Exploring Southern Vietnam: From Saigon's Pulse to Delta Life and Underground History in Vietnam


Ho Chi Minh City, still affectionately called Saigon by many, is a truly dynamic and fast-paced city that captivates visitors with its unique blend of influences. Its character is a fascinating mix of elegant French colonial architecture, vibrant Chinese influences evident in its temples and districts, and numerous traditional temples scattered throughout the urban landscape, reflecting layers of history and culture.

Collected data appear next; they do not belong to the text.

//! Node bindings, used from a bundler preprocessor hook.

use lazy_static::lazy_static;
use napi_derive::napi;
use std::collections::HashMap;

use crate::preprocess::PreprocessorPool;
use crate::rewrite::rewrite;

lazy_static! {
    static ref PREPROCESSORS: PreprocessorPool = PreprocessorPool::new();
}

#[napi(object)]
pub struct NativeScriptOutput {
    pub code: String,
    pub map: String,
}

/// Runs only the rewrite pipeline on already compiled Scala.js output.
#[napi]
pub fn rewrite_scalajs_output(code: String, map: String) -> NativeScriptOutput {
    let out = rewrite(&code, &map);
    NativeScriptOutput {
        code: out.code,
        map: out.map,
    }
}

/// Preprocesses one script block. Returns `null` when the block is not Scala.
#[napi]
pub fn preprocess_scala_script(
    content: String,
    attributes: serde_json::Value,
    options_json: Option<String>,
) -> napi::Result<Option<NativeScriptOutput>> {
    let attributes: HashMap<String, String> = match attributes {
        serde_json::Value::Object(map) => map
            .into_iter()
            .map(|(k, v)| {
                let value = match v {
                    serde_json::Value::String(s) => s,
                    serde_json::Value::Bool(true) => "true".to_string(),
                    other => other.to_string(),
                };
                (k, value)
            })
            .collect(),
        _ => HashMap::new(),
    };

    let preprocessor = PREPROCESSORS
        .get(options_json.as_deref())
        .map_err(|e| napi::Error::from_reason(e.to_string()))?;
    let processed = preprocessor
        .preprocess_script(&content, &attributes)
        .map_err(|e| napi::Error::from_reason(e.to_string()))?;

    Ok(processed.map(|p| NativeScriptOutput {
        code: p.code,
        map: p.map,
    }))
}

Upon arrival, we wasted no time diving into the heart of the city. We visited iconic landmarks like the grand Notre Dame Cathedral, built in 1877, and the historic Central Post Office, an impressive colonial-era building reportedly designed by Gustave Eiffel. These structures stand as beautiful reminders of the French colonial period, their elegant facades and spacious interiors offering a glimpse into a different era amidst the city's modern energy. We finished our first day with a trip to Ben Thanh Market, a bustling central market that is a hub of activity. Here, we enjoyed the lively atmosphere, engaging in some bargain shopping for souvenirs and local goods, and perhaps most importantly, trying some delicious local food from the numerous hawker stalls – the vibrant sights, sounds of cooking, and tempting aromas creating a wonderful sensory experience.

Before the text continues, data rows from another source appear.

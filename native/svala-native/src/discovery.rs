//! Discovery Module
//!
//! Recursively scans a directory for component files.

use std::path::{Path, PathBuf};
use tracing::warn;
use walkdir::WalkDir;

/// Finds all files under `dir` whose extension is in `extensions`, sorted by path.
pub fn find_component_files(dir: &Path, extensions: &[String]) -> Vec<PathBuf> {
    let mut files = Vec::new();

    for entry in WalkDir::new(dir).follow_links(true) {
        let entry = match entry {
            Ok(entry) => entry,
            Err(e) => {
                warn!(error = %e, "skipping unreadable directory entry");
                continue;
            }
        };
        let path = entry.path();
        if !path.is_file() {
            continue;
        }
        if let Some(ext) = path.extension().and_then(|e| e.to_str()) {
            if extensions.iter().any(|wanted| wanted == ext) {
                files.push(path.to_path_buf());
            }
        }
    }

    files.sort();
    files
}

#[cfg(test)]
mod tests {
    use super::*;
    use pretty_assertions::assert_eq;
    use std::fs;

    #[test]
    fn test_finds_nested_components() {
        let dir = tempfile::tempdir().unwrap();
        let routes = dir.path().join("src/routes/about");
        fs::create_dir_all(&routes).unwrap();
        fs::write(dir.path().join("src/routes/+page.svelte"), "").unwrap();
        fs::write(routes.join("+page.svelte"), "").unwrap();
        fs::write(routes.join("+page.ts"), "").unwrap();
        fs::write(dir.path().join("README.md"), "").unwrap();

        let files = find_component_files(dir.path(), &["svelte".to_string()]);
        assert_eq!(
            files,
            vec![
                dir.path().join("src/routes/+page.svelte"),
                routes.join("+page.svelte"),
            ]
        );
    }

    #[test]
    fn test_multiple_extensions() {
        let dir = tempfile::tempdir().unwrap();
        fs::write(dir.path().join("A.svelte"), "").unwrap();
        fs::write(dir.path().join("B.vue"), "").unwrap();
        let files = find_component_files(dir.path(), &["svelte".to_string(), "vue".to_string()]);
        assert_eq!(files.len(), 2);
    }
}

Our stay in the city was made comfortable at the Duxton Hotel, located near Dong Khoi road. This street is often compared to Orchard Road in Singapore, known for its upscale feel and array of shops and eateries. Dong Khoi is indeed pretty with its wide sidewalks, green trees lining the road, and a concentration of small boutique shops, restaurants, and hotels, leading all the way down to the Saigon River. It's a great street for a leisurely stroll, offering a blend of modern commerce and historical architecture, as it also houses some of the oldest colonial style buildings in Saigon. A walk up and down this street is a must to soak in the atmosphere and, as we did, it provided a convenient place for comparison shopping for local tours for the next day, where we successfully found some real good ones.

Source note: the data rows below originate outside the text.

//! Error types for the preprocessing shell.
//!
//! The rewrite core itself never fails: malformed compiler output degrades the
//! result instead of signalling. Everything here comes from file-system access,
//! the external compiler process, configuration, or the optional output check.

use std::path::PathBuf;
use thiserror::Error;

pub type Result<T> = std::result::Result<T, PreprocessError>;

#[derive(Error, Debug)]
pub enum PreprocessError {
    /// File-system failure on a specific path
    #[error("I/O error on {}: {source}", .path.display())]
    Io {
        path: PathBuf,
        #[source]
        source: std::io::Error,
    },

    /// The compiler process could not be started at all
    #[error("failed to spawn compiler `{command}`: {source}")]
    CompilerSpawn {
        command: String,
        #[source]
        source: std::io::Error,
    },

    /// The compiler ran and exited unsuccessfully
    #[error("compiler `{command}` exited with {}: {output}", display_status(.status))]
    CompilerFailed {
        command: String,
        status: Option<i32>,
        output: String,
    },

    /// The compiler succeeded but an expected artifact is not on disk
    #[error("compiler artifact not found: {}", .path.display())]
    MissingArtifact { path: PathBuf },

    /// A dialect pattern failed to compile
    #[error("invalid dialect pattern `{field}`: {source}")]
    InvalidPattern {
        field: &'static str,
        #[source]
        source: regex::Error,
    },

    #[error("invalid configuration: {0}")]
    Config(String),

    #[error(transparent)]
    Json(#[from] serde_json::Error),

    /// The rewritten code failed the output check with `outputCheck: "deny"`
    #[error("rewritten script in {file} is not valid JavaScript: {}", .diagnostics.join("; "))]
    InvalidOutput {
        file: String,
        diagnostics: Vec<String>,
    },
}

fn display_status(status: &Option<i32>) -> String {
    match status {
        Some(code) => format!("status {}", code),
        None => "no status (terminated by signal)".to_string(),
    }
}

impl PreprocessError {
    pub fn io(path: impl Into<PathBuf>, source: std::io::Error) -> Self {
        PreprocessError::Io {
            path: path.into(),
            source,
        }
    }
}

The next day, we joined a local tour for a day trip to the Mekong Delta, starting with My Tho, known as the closest Mekong Delta city to Saigon. The journey into the delta began with a cruise along the expansive Mekong River by motorized boat. My Tho itself has an interesting history, founded by Chinese immigrants in the 17th century and historically prospering on the back of its fertile orchards and rice crops. It was also an important commercial and strategic center during both French colonial times and the Vietnam War, even having a connection to figures like John Paul Vann, the subject of Neil Sheehan's monumental book. A highlight of the delta experience was transferring to a traditional row boat for a ride along the smaller, winding creeks. This offered a more intimate perspective, navigating narrow waterways often shaded by lush greenery, passing by quiet villages of Ben Tre Province and cruising along the edge of Phoenix island. Along the way, we stopped to see local industries, such as handicrafts made from coconut trees (perhaps seeing items being woven or carved) and visited a honey bee keeping farm where we got to see the bees at work and, most deliciously, tried the fresh honey. We also explored tropical orchards, seeing a variety of fruits growing before getting to try the tropical fruit itself – a burst of fresh flavors. For lunch, we enjoyed a meal at a local restaurant, featuring the popularly known Elephant Ear fish, a uniquely presented fish, along with other delicious Vietnamese dishes, providing an authentic taste of delta cuisine.







On our third day, we hired a car for a longer trip to explore sites outside the immediate city. Our first stop was Tay Ninh to see the incredibly unique and ornate temple of Cao Dai. This temple is a striking architectural representation of the Cao Dai religion, which fascinatingly combines elements from Buddhism, Christianity, Taoism, and Confucianism. The temple's design is vibrant and eclectic, reflecting this synthesis of faiths. Later in the day, we made a significant stop for a visit to the Cu Chi Tunnels, located about 70 kilometers North West of downtown HCMC. Built starting in 1948, this intricate network of underground passages evolved into an extensive underground city, featuring living areas, kitchens with hidden chimneys, storage rooms, weapons factories, field hospitals, and command centers. It is astonishing to learn that in places, this complex housed up to 10,000 people who virtually lived underground for years during periods of conflict. The tunnel system served as a crucial army base during the Vietnamese-American War, playing a vital strategic role. Visiting the tunnels today offers a powerful, albeit sobering, experience – seeing the incredibly narrow entrances (some disguised by traps), crawling through sections of the cramped tunnels (for those who choose to), and learning about the incredible ingenuity and hardship faced by the people who lived and fought there. It's a compelling reminder of the region's challenging history.







Our time in Southern Vietnam provided a rich and varied travel experience, from the dynamic energy and colonial history of Ho Chi Minh City to the peaceful waterways and local life of the Mekong Delta, the spiritual uniqueness of the Cao Dai temple, and the profound historical lessons learned at the Cu Chi Tunnels. It offered a deep dive into the country's culture, history, and landscape.